Friday, March 25, 2011
Our batch was somewhat unique in that we were subjected to a second rag (in addition to the traditional “Freshers’ Rag” soon after registration) by our seniors, when we were well into our second year in medical school. As if that punishment was not enough, almost all the males in the batch were suspended for two weeks and fined Rupees ten by the university’s Board of Residence and Discipline. When the Law and Medical Colleges met in their annual cricket encounter in 1963, we (who were Block Juniors) paraded the streets of Colombo in an open truck maintaining a tradition established by our seniors. We were appropriately dressed for the occasion in black shirts complete with the skull and cross bones emblem. However, things got a bit out of hand when the marauding medicos invaded the pitch and disrupted play in the Royal-Trinity inter-school cricket match that was being played at Reid Avenue. The icing on the cake was the unannounced “visit” to Castle Street Girls School at Borella (present Devi Balika Vidyalaya) to provide unsolicited “entertainment” to the giggling schoolgirls. Not withstanding the flood of complaints that followed, it was obvious that the young girls enjoyed the proceedings as much as the boys did.
The grand finale was at the foot of the Lighthouse at Chaitya Road near Galle Face at the conclusion of the match on the second day. The few sober colleagues who were eye witnesses, later described the scene when black shirted revelers who had taken one too many, were virtually thrown into the back of a truck like sacks of potatoes close to midnight. I remember waking up groggily with a splitting headache the next day. Looking around, I realised that I was in bed with three others (who were still asleep) dressed in soiled black shirts. Other beds in the room were similarly over-occupied. As my mind cleared, I was able to put two and two together. The many casualties from the previous night had been unceremoniously transported to a well-known men’s medical hostel in Colombo by colleagues who managed to stay relatively sober that night.
Contrary to popular belief, medical students at least of our generation were not poring over books all the time. Besides the annual Law-Medical cricket encounter and the 2nd MB and final-year trips, the annual Block Concert and Dance was one of the most looked forward to fun events in a medical student’s diary. The concert preceded the dance, and traditionally, it was the freshers who not only played the lead in organising the event, but in acting on the stage as well.

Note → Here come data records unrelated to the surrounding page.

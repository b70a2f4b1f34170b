//! Weekly bundle identifiers and acquisition planning.

use chrono::{Datelike, NaiveDate};
use serde::{Deserialize, Serialize};

use crate::{MonthRange, Symbol};

/// Number of weekly bundles published per month.
pub const WEEKS_PER_MONTH: u8 = 5;

/// Identifies one weekly archive: one symbol, one week of one month.
#[derive(Debug, Clone, PartialEq, Eq, Hash, Serialize, Deserialize)]
pub struct BundleKey {
    /// The currency pair.
    pub symbol: Symbol,
    /// Calendar year.
    pub year: i32,
    /// Calendar month (1-12).
    pub month: u32,
    /// Week of the month (1-5).
    pub week: u8,
}

impl BundleKey {
    /// Creates a new bundle key.
    #[must_use]
    pub const fn new(symbol: Symbol, year: i32, month: u32, week: u8) -> Self {
        Self {
            symbol,
            year,
            month,
            week,
        }
    }

    /// Returns the English month name, e.g. `March`.
    #[must_use]
    pub fn month_name(&self) -> String {
        NaiveDate::from_ymd_opt(self.year, self.month, 1)
            .map(|d| d.format("%B").to_string())
            .unwrap_or_default()
    }
}

impl std::fmt::Display for BundleKey {
    fn fmt(&self, f: &mut std::fmt::Formatter<'_>) -> std::fmt::Result {
        write!(
            f,
            "{} {}-{:02} week {}",
            self.symbol, self.year, self.month, self.week
        )
    }
}

/// Lists every bundle to request for the given months and symbols.
///
/// Ordered by month, then symbol, then week, so bundles of one symbol are
/// visited in chronological order.
#[must_use]
pub fn bundle_plan(range: &MonthRange, symbols: &[Symbol]) -> Vec<BundleKey> {
    let capacity = range.total_months() * symbols.len() * usize::from(WEEKS_PER_MONTH);
    let mut plan = Vec::with_capacity(capacity);
    for month in range.months() {
        for symbol in symbols {
            for week in 1..=WEEKS_PER_MONTH {
                plan.push(BundleKey::new(
                    symbol.clone(),
                    month.year(),
                    month.month(),
                    week,
                ));
            }
        }
    }
    plan
}
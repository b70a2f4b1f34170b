//! Transform of a single bundle: extract, partition, write.

use ratedata_fetch::{ArchiveError, extract_single_member};
use ratedata_partition::{PartitionError, partition_bundle};
use ratedata_store::{SegmentWriter, StoreError};
use std::path::{Path, PathBuf};
use thiserror::Error;

use crate::SkipReason;

/// Errors that abort a single bundle.
#[derive(Error, Debug)]
pub enum BundleError {
    /// The archive could not be unpacked.
    #[error(transparent)]
    Archive(#[from] ArchiveError),

    /// The bundle contents could not be partitioned.
    #[error(transparent)]
    Partition(#[from] PartitionError),

    /// A day file could not be written.
    #[error(transparent)]
    Store(#[from] StoreError),

    /// The blocking transform task did not complete.
    #[error("transform task failed: {0}")]
    Task(#[from] tokio::task::JoinError),
}

impl BundleError {
    /// Returns how the failure is reported.
    #[must_use]
    pub const fn skip_reason(&self) -> SkipReason {
        match self {
            Self::Archive(_) => SkipReason::Archive,
            Self::Partition(_) => SkipReason::Malformed,
            Self::Store(_) | Self::Task(_) => SkipReason::Store,
        }
    }
}

/// Result of a successfully processed bundle.
#[derive(Debug, Clone, Default, PartialEq, Eq)]
pub struct BundleSummary {
    /// Name of the archive member, empty for plain CSV input.
    pub member: String,
    /// Number of ticks read.
    pub ticks: usize,
    /// Day files written, in date order.
    pub files: Vec<PathBuf>,
}

impl BundleSummary {
    /// Returns the number of day segments written.
    #[must_use]
    pub const fn segments(&self) -> usize {
        self.files.len()
    }
}

/// Extracts a zipped bundle and writes its day files into `symbol_dir`.
///
/// # Errors
///
/// Returns an error if the archive is unusable, the contents are malformed,
/// or a file cannot be written. Nothing is written unless the whole bundle
/// partitions cleanly.
pub fn process_bundle(
    bytes: &[u8],
    symbol_dir: &Path,
    writer: &SegmentWriter,
) -> Result<BundleSummary, BundleError> {
    let member = extract_single_member(bytes)?;
    let mut summary = write_partitioned(&member.data, symbol_dir, writer)?;
    summary.member = member.name;
    Ok(summary)
}

/// Partitions uncompressed bundle contents and writes the day files.
///
/// # Errors
///
/// Returns an error if the contents are malformed or a file cannot be
/// written. A malformed bundle writes nothing.
pub fn write_partitioned(
    csv: &[u8],
    symbol_dir: &Path,
    writer: &SegmentWriter,
) -> Result<BundleSummary, BundleError> {
    let segments = partition_bundle(csv)?;

    let mut summary = BundleSummary {
        ticks: segments.iter().map(|s| s.len()).sum(),
        files: Vec::with_capacity(segments.len()),
        ..Default::default()
    };
    for segment in &segments {
        summary.files.push(writer.write_segment(symbol_dir, segment)?);
    }
    Ok(summary)
}

#[cfg(test)]
mod tests {
    use super::*;
    use std::io::{Cursor, Write};
    use zip::ZipWriter;
    use zip::write::SimpleFileOptions;

    const BUNDLE: &str = "lTid,cDealable,CurrencyPair,RateDateTime,RateBid,RateAsk
1,D,EUR/USD,2015-03-02 23:59:58.500000000,1.11804,1.11822
2,D,EUR/USD,2015-03-02 23:59:59.999000001,1.11805,1.11823
3,D,EUR/USD,2015-03-03 00:00:00,1.11806,1.11824
";

    fn zipped(files: &[(&str, &str)]) -> Vec<u8> {
        let mut writer = ZipWriter::new(Cursor::new(Vec::new()));
        for (name, body) in files {
            writer.start_file(*name, SimpleFileOptions::default()).unwrap();
            writer.write_all(body.as_bytes()).unwrap();
        }
        writer.finish().unwrap().into_inner()
    }

    #[test]
    fn test_process_bundle_writes_days() {
        let dir = tempfile::tempdir().unwrap();
        let bytes = zipped(&[("EUR_USD_Week1.csv", BUNDLE)]);

        let summary = process_bundle(&bytes, dir.path(), &SegmentWriter::new()).unwrap();

        assert_eq!(summary.member, "EUR_USD_Week1.csv");
        assert_eq!(summary.ticks, 3);
        assert_eq!(summary.segments(), 2);
        assert_eq!(
            std::fs::read_to_string(dir.path().join("2015-03-02.csv")).unwrap(),
            "2015-03-02 23:59:58.500000;1.11804;1.11822\n2015-03-02 23:59:59.999000;1.11805;1.11823\n"
        );
        assert_eq!(
            std::fs::read_to_string(dir.path().join("2015-03-03.csv")).unwrap(),
            "2015-03-03 00:00:00.000000;1.11806;1.11824\n"
        );
    }

    #[test]
    fn test_malformed_bundle_writes_nothing() {
        let dir = tempfile::tempdir().unwrap();
        let broken = format!("{BUNDLE}4,D,EUR/USD,not a time,1.1,1.2\n");

        let err =
            write_partitioned(broken.as_bytes(), dir.path(), &SegmentWriter::new()).unwrap_err();

        assert_eq!(err.skip_reason(), SkipReason::Malformed);
        assert_eq!(std::fs::read_dir(dir.path()).unwrap().count(), 0);
    }

    #[test]
    fn test_two_members_is_archive_error() {
        let dir = tempfile::tempdir().unwrap();
        let bytes = zipped(&[("a.csv", BUNDLE), ("b.csv", BUNDLE)]);

        let err = process_bundle(&bytes, dir.path(), &SegmentWriter::new()).unwrap_err();
        assert_eq!(err.skip_reason(), SkipReason::Archive);
    }

    #[test]
    fn test_header_only_writes_nothing() {
        let dir = tempfile::tempdir().unwrap();
        let summary = write_partitioned(
            b"RateDateTime,RateBid,RateAsk\n",
            dir.path(),
            &SegmentWriter::new(),
        )
        .unwrap();

        assert_eq!(summary.segments(), 0);
        assert_eq!(summary.ticks, 0);
    }

    #[test]
    fn test_missing_directory_is_store_error() {
        let dir = tempfile::tempdir().unwrap();
        let err = write_partitioned(
            BUNDLE.as_bytes(),
            &dir.path().join("absent"),
            &SegmentWriter::new(),
        )
        .unwrap_err();

        assert_eq!(err.skip_reason(), SkipReason::Store);
    }
}
//! Streaming split of a bundle into calendar days.

use std::io::Read;
use std::iter::FusedIterator;

use chrono::{NaiveDate, NaiveDateTime};
use ratedata_types::{DaySegment, SegmentTag, Tick};

use crate::{PartitionError, RecordParser};

/// Accumulates re-serialized tick lines for the current day.
///
/// Feed ticks in timestamp order with [`push`](Self::push); a completed day
/// is returned as soon as a tick with a later date arrives. Call
/// [`finish`](Self::finish) at end of stream for the last day.
#[derive(Debug, Default)]
pub struct DayAccumulator {
    current_date: Option<NaiveDate>,
    last_timestamp: Option<NaiveDateTime>,
    lines: Vec<String>,
}

impl DayAccumulator {
    /// Creates an empty accumulator.
    #[must_use]
    pub const fn new() -> Self {
        Self {
            current_date: None,
            last_timestamp: None,
            lines: Vec::new(),
        }
    }

    /// Returns the date of the day being accumulated, if any.
    #[must_use]
    pub const fn current_date(&self) -> Option<NaiveDate> {
        self.current_date
    }

    /// Returns the number of lines buffered for the current day.
    #[must_use]
    pub const fn pending(&self) -> usize {
        self.lines.len()
    }

    /// Adds a tick, returning the previous day if this tick starts a new one.
    ///
    /// Ticks dated before the current day are appended to the current day;
    /// input order is not verified.
    pub fn push(&mut self, tick: &Tick) -> Option<DaySegment> {
        let date = tick.date();

        let sealed = match self.current_date {
            Some(current) if date > current => {
                self.current_date = Some(date);
                let lines = std::mem::take(&mut self.lines);
                Some(DaySegment::new(SegmentTag::Date(current), lines))
            }
            Some(_) => None,
            None => {
                self.current_date = Some(date);
                None
            }
        };

        self.lines.push(tick.to_line());
        self.last_timestamp = Some(tick.timestamp());
        sealed
    }

    /// Seals the remaining lines as the final day.
    ///
    /// The final segment is tagged with the last tick's full timestamp rather
    /// than its date. Returns `None` if no tick was ever pushed.
    #[must_use]
    pub fn finish(self) -> Option<DaySegment> {
        let last = self.last_timestamp?;
        Some(DaySegment::new(SegmentTag::LastTick(last), self.lines))
    }
}

/// Lazily splits one bundle into [`DaySegment`]s.
///
/// The header is read on construction; records are then parsed one at a time
/// as the iterator is advanced, so at most one day of lines is held in
/// memory. The iterator is fused: after an error or the final segment it
/// only returns `None`.
///
/// # Example
///
/// ```
/// use ratedata_partition::DailyPartitioner;
///
/// let bundle = "RateDateTime,RateBid,RateAsk\n\
///               2015-03-02 10:00:00,1.1,1.2\n\
///               2015-03-03 10:00:00,1.1,1.2\n";
///
/// let dates: Vec<_> = DailyPartitioner::new(bundle.as_bytes())
///     .unwrap()
///     .map(|day| day.unwrap().file_name())
///     .collect();
/// assert_eq!(dates, ["2015-03-02.csv", "2015-03-03.csv"]);
/// ```
pub struct DailyPartitioner<R> {
    records: csv::StringRecordsIntoIter<R>,
    parser: RecordParser,
    accumulator: DayAccumulator,
    ticks: u64,
    done: bool,
}

impl<R> std::fmt::Debug for DailyPartitioner<R> {
    fn fmt(&self, f: &mut std::fmt::Formatter<'_>) -> std::fmt::Result {
        f.debug_struct("DailyPartitioner")
            .field("parser", &self.parser)
            .field("accumulator", &self.accumulator)
            .field("ticks", &self.ticks)
            .field("done", &self.done)
            .finish_non_exhaustive()
    }
}

impl<R: Read> DailyPartitioner<R> {
    /// Reads the header from `reader` and prepares the record stream.
    ///
    /// # Errors
    ///
    /// Returns an error if the header cannot be read or lacks a required
    /// column. An input without any header line reports a missing column.
    pub fn new(reader: R) -> Result<Self, PartitionError> {
        let mut reader = csv::ReaderBuilder::new()
            .has_headers(true)
            .flexible(true)
            .from_reader(reader);

        let parser = RecordParser::from_header(reader.headers()?)?;

        Ok(Self {
            records: reader.into_records(),
            parser,
            accumulator: DayAccumulator::new(),
            ticks: 0,
            done: false,
        })
    }

    /// Returns the number of ticks parsed so far.
    #[must_use]
    pub const fn ticks_read(&self) -> u64 {
        self.ticks
    }

    fn advance(&mut self) -> Result<Option<DaySegment>, PartitionError> {
        for record in self.records.by_ref() {
            let record = record?;
            let line = record.position().map_or(0, csv::Position::line);
            let tick = self.parser.parse(&record, line)?;
            self.ticks += 1;

            if let Some(segment) = self.accumulator.push(&tick) {
                return Ok(Some(segment));
            }
        }

        Ok(std::mem::take(&mut self.accumulator).finish())
    }
}

impl<R: Read> Iterator for DailyPartitioner<R> {
    type Item = Result<DaySegment, PartitionError>;

    fn next(&mut self) -> Option<Self::Item> {
        if self.done {
            return None;
        }

        match self.advance() {
            Ok(Some(segment)) if !segment.tag().is_last_tick() => Some(Ok(segment)),
            Ok(last) => {
                self.done = true;
                last.map(Ok)
            }
            Err(e) => {
                self.done = true;
                Some(Err(e))
            }
        }
    }
}

impl<R: Read> FusedIterator for DailyPartitioner<R> {}

/// Splits a whole bundle, stopping at the first error.
///
/// Nothing is returned for a bundle that fails part way, so callers can
/// write the result knowing every record was valid.
///
/// # Errors
///
/// Returns the first error encountered while reading the bundle.
pub fn partition_bundle<R: Read>(reader: R) -> Result<Vec<DaySegment>, PartitionError> {
    DailyPartitioner::new(reader)?.collect()
}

One of the items put up by our batch in 1962 was an African tribal dance with an all-male cast. “Female” dancers (that included me) were scantily dressed in skirts made of straw and a “thana patiya” tied around the upper torso with padding underneath in the right places. Both the scantily dressed “females” and their male partners were liberally daubed with a mixture of oil and powdered charcoal to make them look like dark-skinned Africans. The women dancers also had human bones to hold their hair in place much like a “Konda Koora” that women use. They wore necklaces in which the “beads” were actually human teeth and vertebrae. I recollect (vaguely) how the high-spirited actors jumped down from the stage at the conclusion of their act and walked right through the aisle in the New Arts Theatre at Thurstan Road. It was like cutting through butter with a hot knife when well-dressed guests in the audience including Faculty Staff, scrambled to get out of the way to avoid getting the greasy black stuff on their own clothing.
This was the last fun event before we settled down to concentrate on the final examinations held in March 1967. At least to the majority of us, it was also the last time before the exams that we were able to treat ourselves with unlimited doses of alcohol. Over four fun-filled days, we drank, ate, sang and danced to our hearts content. Our hosts were senior doctors stationed in Kegalle, Ratnapura, Kurunegala and Badulla.
On our return to Colombo, we assembled near the clock tower at Kynsey Road from where we dispersed singing my own substituted (unprintable) lyrics of the song "Carnival is Over" made popular by "The Seekers". Our own version of "Carnival is Over" was the theme song of that memorable trip.